THE hagiography of Edward M. Kennedy began early Wednesday morning after the news that the "Lion of the Senate," the "greatest senator ever" and "the brother who mattered most," had taken his last breath in Hyannisport, Mass.

THE hagiography of Edward M. Kennedy began early Wednesday morning after the news that the "Lion of the Senate," the "greatest senator ever" and "the brother who mattered most," had taken his last breath in Hyannisport, Mass.

There will be days of public mourning, hours of TV devoted to his accomplishments, testimonials to his service, reminiscences about his humor and kindness and praise for the dignity with which he exited the stage he'd dominated for almost 50 years.

If you forget the private citizen, the one plagued by alcohol and other demons, you're left with a towering public figure who dramatically changed the legislative landscape to reflect his version of social justice. Despite a seriously flawed character, he epitomized the words of his older brother, asking not what his country could do for him but actually doing what he could for his country.

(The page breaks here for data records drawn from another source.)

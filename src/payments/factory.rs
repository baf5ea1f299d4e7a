use crate::payments::error::PaymentResult;
use crate::payments::provider::ChargeProvider;
use crate::payments::providers::{MercadoPagoConfig, MercadoPagoProvider, StubChargeProvider};
use crate::payments::types::ProviderName;
use std::str::FromStr;
use std::sync::Arc;
use tracing::info;

#[derive(Debug, Clone)]
pub struct ProviderFactoryConfig {
    pub provider: ProviderName,
    pub mercado_pago: MercadoPagoConfig,
}

impl ProviderFactoryConfig {
    /// `PAYMENT_PROVIDER` selects the adapter (`mercado_pago` by default).
    pub fn from_env() -> PaymentResult<Self> {
        let provider = std::env::var("PAYMENT_PROVIDER")
            .unwrap_or_else(|_| "mercado_pago".to_string());
        let provider = ProviderName::from_str(&provider)?;

        let mercado_pago = match provider {
            ProviderName::MercadoPago => MercadoPagoConfig::from_env()?,
            ProviderName::Stub => MercadoPagoConfig::default(),
        };

        Ok(Self {
            provider,
            mercado_pago,
        })
    }
}

pub struct ChargeProviderFactory;

impl ChargeProviderFactory {
    pub fn build(config: &ProviderFactoryConfig) -> PaymentResult<Arc<dyn ChargeProvider>> {
        let provider: Arc<dyn ChargeProvider> = match config.provider {
            ProviderName::MercadoPago => {
                Arc::new(MercadoPagoProvider::new(config.mercado_pago.clone())?)
            }
            ProviderName::Stub => Arc::new(StubChargeProvider::default()),
        };
        info!(provider = %provider.name(), "charge provider ready");
        Ok(provider)
    }
}

#[cfg(test)]
mod tests {
    use super::*;

    #[test]
    fn builds_selected_provider() {
        let stub = ChargeProviderFactory::build(&ProviderFactoryConfig {
            provider: ProviderName::Stub,
            mercado_pago: MercadoPagoConfig::default(),
        })
        .unwrap();
        assert_eq!(stub.name(), ProviderName::Stub);

        let live = ChargeProviderFactory::build(&ProviderFactoryConfig {
            provider: ProviderName::MercadoPago,
            mercado_pago: MercadoPagoConfig {
                access_token: "token".to_string(),
                ..MercadoPagoConfig::default()
            },
        })
        .unwrap();
        assert_eq!(live.name(), ProviderName::MercadoPago);
    }
}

Immigration reform, Medicare, the Americans with Disabilities Act, the Civil Rights Act, on and on and on, Kennedy's brand is seared into the laws of this nation. And while his death couldn't approach the tragic dimensions of Jack's or Bobby's, there will probably be more tears for Teddy, if only because he's the last.

I got caught up in the moment. Looking at the pictures flash across the TV screen, my eyes watered at the sight of a boyish Kennedy playing football with his brothers, a grown and grieving man standing beside his sisters-in-law, a silver-haired senior roaring from the Senate floor and, finally, a battle-scarred warrior campaigning for Barack Obama.

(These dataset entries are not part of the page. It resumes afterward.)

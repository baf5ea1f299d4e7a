//! Settlement activities backed by the payment repository, the charge
//! provider and the event publisher.

use super::error::ActivityError;
use super::settlement::{FinalizeOutcome, SettlementActivities, SettlementInput};
use crate::database::error::{DatabaseError, DatabaseErrorKind};
use crate::database::payment_repository::PaymentRepository;
use crate::domain::{
    Payment, PaymentEventKind, PaymentEventPayload, PaymentMethod, PaymentStatus,
    PaymentStatusChanged,
};
use crate::events::{publish_best_effort, EventPublisher};
use crate::payments::{ChargeProvider, ChargeRequest, ChargeResponse, PaymentError};
use async_trait::async_trait;
use chrono::Utc;
use std::sync::Arc;
use tracing::{debug, info, warn};
use uuid::Uuid;

impl From<DatabaseError> for ActivityError {
    fn from(err: DatabaseError) -> Self {
        ActivityError {
            retryable: err.is_retryable(),
            message: err.to_string(),
        }
    }
}

impl From<PaymentError> for ActivityError {
    fn from(err: PaymentError) -> Self {
        ActivityError {
            retryable: !matches!(err, PaymentError::ValidationError { .. }),
            message: err.to_string(),
        }
    }
}

#[derive(Clone)]
pub struct PaymentActivities {
    payments: Arc<dyn PaymentRepository>,
    provider: Arc<dyn ChargeProvider>,
    events: Arc<dyn EventPublisher>,
}

impl PaymentActivities {
    pub fn new(
        payments: Arc<dyn PaymentRepository>,
        provider: Arc<dyn ChargeProvider>,
        events: Arc<dyn EventPublisher>,
    ) -> Self {
        Self {
            payments,
            provider,
            events,
        }
    }

    async fn load(&self, payment_id: Uuid) -> Result<Payment, ActivityError> {
        self.payments
            .find_by_id(payment_id)
            .await?
            .ok_or_else(|| ActivityError::non_retryable(format!("payment {} not found", payment_id)))
    }
}

#[async_trait]
impl SettlementActivities for PaymentActivities {
    async fn record_pending(&self, input: &SettlementInput) -> Result<(), ActivityError> {
        let payment = Payment::with_id(
            input.payment_id,
            input.tax_id.clone(),
            input.description.clone(),
            input.amount.clone(),
            PaymentMethod::CardCharge,
            Utc::now(),
        );

        match self.payments.save(&payment).await {
            Ok(_) => {
                debug!(payment_id = %input.payment_id, "pending payment recorded");
                Ok(())
            }
            Err(DatabaseError {
                kind: DatabaseErrorKind::Duplicate { .. },
            }) => Ok(()),
            Err(e) => Err(e.into()),
        }
    }

    async fn open_charge(&self, input: &SettlementInput) -> Result<ChargeResponse, ActivityError> {
        let response = self
            .provider
            .open_charge(ChargeRequest {
                amount: input.amount.clone(),
                description: input.description.clone(),
                idempotency_key: input.idempotency_key.clone(),
                tax_id: Some(input.tax_id.clone()),
            })
            .await?;

        info!(
            payment_id = %input.payment_id,
            provider = %self.provider.name(),
            provider_ref = %response.provider_ref,
            "provider charge opened"
        );
        Ok(response)
    }

    async fn attach_provider_ref(
        &self,
        payment_id: Uuid,
        provider_ref: &str,
    ) -> Result<(), ActivityError> {
        self.payments
            .attach_provider_ref(payment_id, provider_ref, Utc::now())
            .await?;
        Ok(())
    }

    async fn check_status(
        &self,
        input: &SettlementInput,
    ) -> Result<Option<PaymentStatus>, ActivityError> {
        match self.provider.charge_status(&input.idempotency_key).await {
            Ok(lookup) => Ok(lookup.map(|l| l.status)),
            Err(e) => {
                warn!(payment_id = %input.payment_id, error = %e, "provider status check failed");
                Ok(None)
            }
        }
    }

    async fn finalize(
        &self,
        payment_id: Uuid,
        status: PaymentStatus,
    ) -> Result<FinalizeOutcome, ActivityError> {
        let mut payment = self.load(payment_id).await?;

        let change = match payment.transition_to(status, Utc::now()) {
            Ok(change) => change,
            Err(e) => {
                warn!(payment_id = %payment_id, error = %e, "payment already finalized");
                return Ok(FinalizeOutcome {
                    status: payment.status,
                    change: None,
                });
            }
        };

        let Some(change) = change else {
            return Ok(FinalizeOutcome { status, change: None });
        };

        match self.payments.update(&payment).await {
            Ok(_) => Ok(FinalizeOutcome {
                status,
                change: Some(change),
            }),
            Err(DatabaseError {
                kind: DatabaseErrorKind::StaleWrite { .. },
            }) => {
                let current = self.load(payment_id).await?;
                warn!(
                    payment_id = %payment_id,
                    status = %current.status,
                    "payment finalized concurrently"
                );
                Ok(FinalizeOutcome {
                    status: current.status,
                    change: None,
                })
            }
            Err(e) => Err(e.into()),
        }
    }

    async fn publish_status_change(&self, change: &PaymentStatusChanged) -> Result<(), ActivityError> {
        let payment = self.load(change.payment_id).await?;
        let payload = PaymentEventPayload::status_changed(&payment, change);
        publish_best_effort(self.events.as_ref(), PaymentEventKind::StatusChanged, &payload).await;
        Ok(())
    }
}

It was, indeed, a lovely dream. But then I woke up. And while it's only fair to praise the lion's glory, it's also necessary to remember some of his carnage.

When Kennedy reaches heaven, where I think it's safe to assume there's a spot reserved for him despite his sins, he'll see his brothers and sisters, including the recently deceased Eunice. He'll see his father (perhaps), and his mother, nephews and colleagues, and you can just imagine them all laughing and competing and playing touch football in the clouds.

But there will also be someone else, someone who's been there longer than most, looking on from a corner. And you hope Teddy is ready to meet her gaze.

Mary Jo Kopechne is a sad footnote to an otherwise exceptional and in many ways exemplary life. Many have forgotten the details, if not the name of the young woman left to drown in the dark waters of Chappaquiddick. Every honest obituary has to include the tragic tale of the lion's saddest victim.

In one way, it's our story more than many others' since Kopechne, only 29 at the time of her death, was a Pennsylvania native. She'd worked on Bobby Kennedy's ill-fated presidential campaign in 1968, and on the night of July 18, 1969, was at a party on Chappaquiddick Island. She and Teddy left the party together, the car plunged off Dike Bridge, and the young woman drowned.

Had Kennedy also drowned that night, he'd have been the fourth brother to die under tragic circumstances. But the same will that helped him in political battles and made him a formidable adversary for the cancer that finally took his life rescued him from a premature grave.

He escaped, and didn't report the accident until the next morning.

IT WAS never clear whether Kennedy was drinking, what he remembered or if there was a coverup. What is known is that Kopechne, whose death was at least partly overshadowed by the moon landing two days later, never seemed to be treated as fully human. To the Kennedys, she was a tragic inconvenience. To the rest of us, she was one of the more salacious episodes in the Kennedy soap spin-off, "Life with Teddy."

What's most off-putting is that he never seemed sorry for his role in Kopechne's death. He avoided the topic, putting it away in that dark corner with the alcoholism, skirt-chasing and all the other peccadilloes that people excused because of his pedigree, family tragedies and his value to the liberal cause. He was Bill Clinton, just born with a silver spoon.

Kennedy was as human as they come, so let's dispense with the halo. He did some very good things for a lot of people. But all those battles on the side of the angels cannot, on balance, be a full penance for destroying that innocent human life.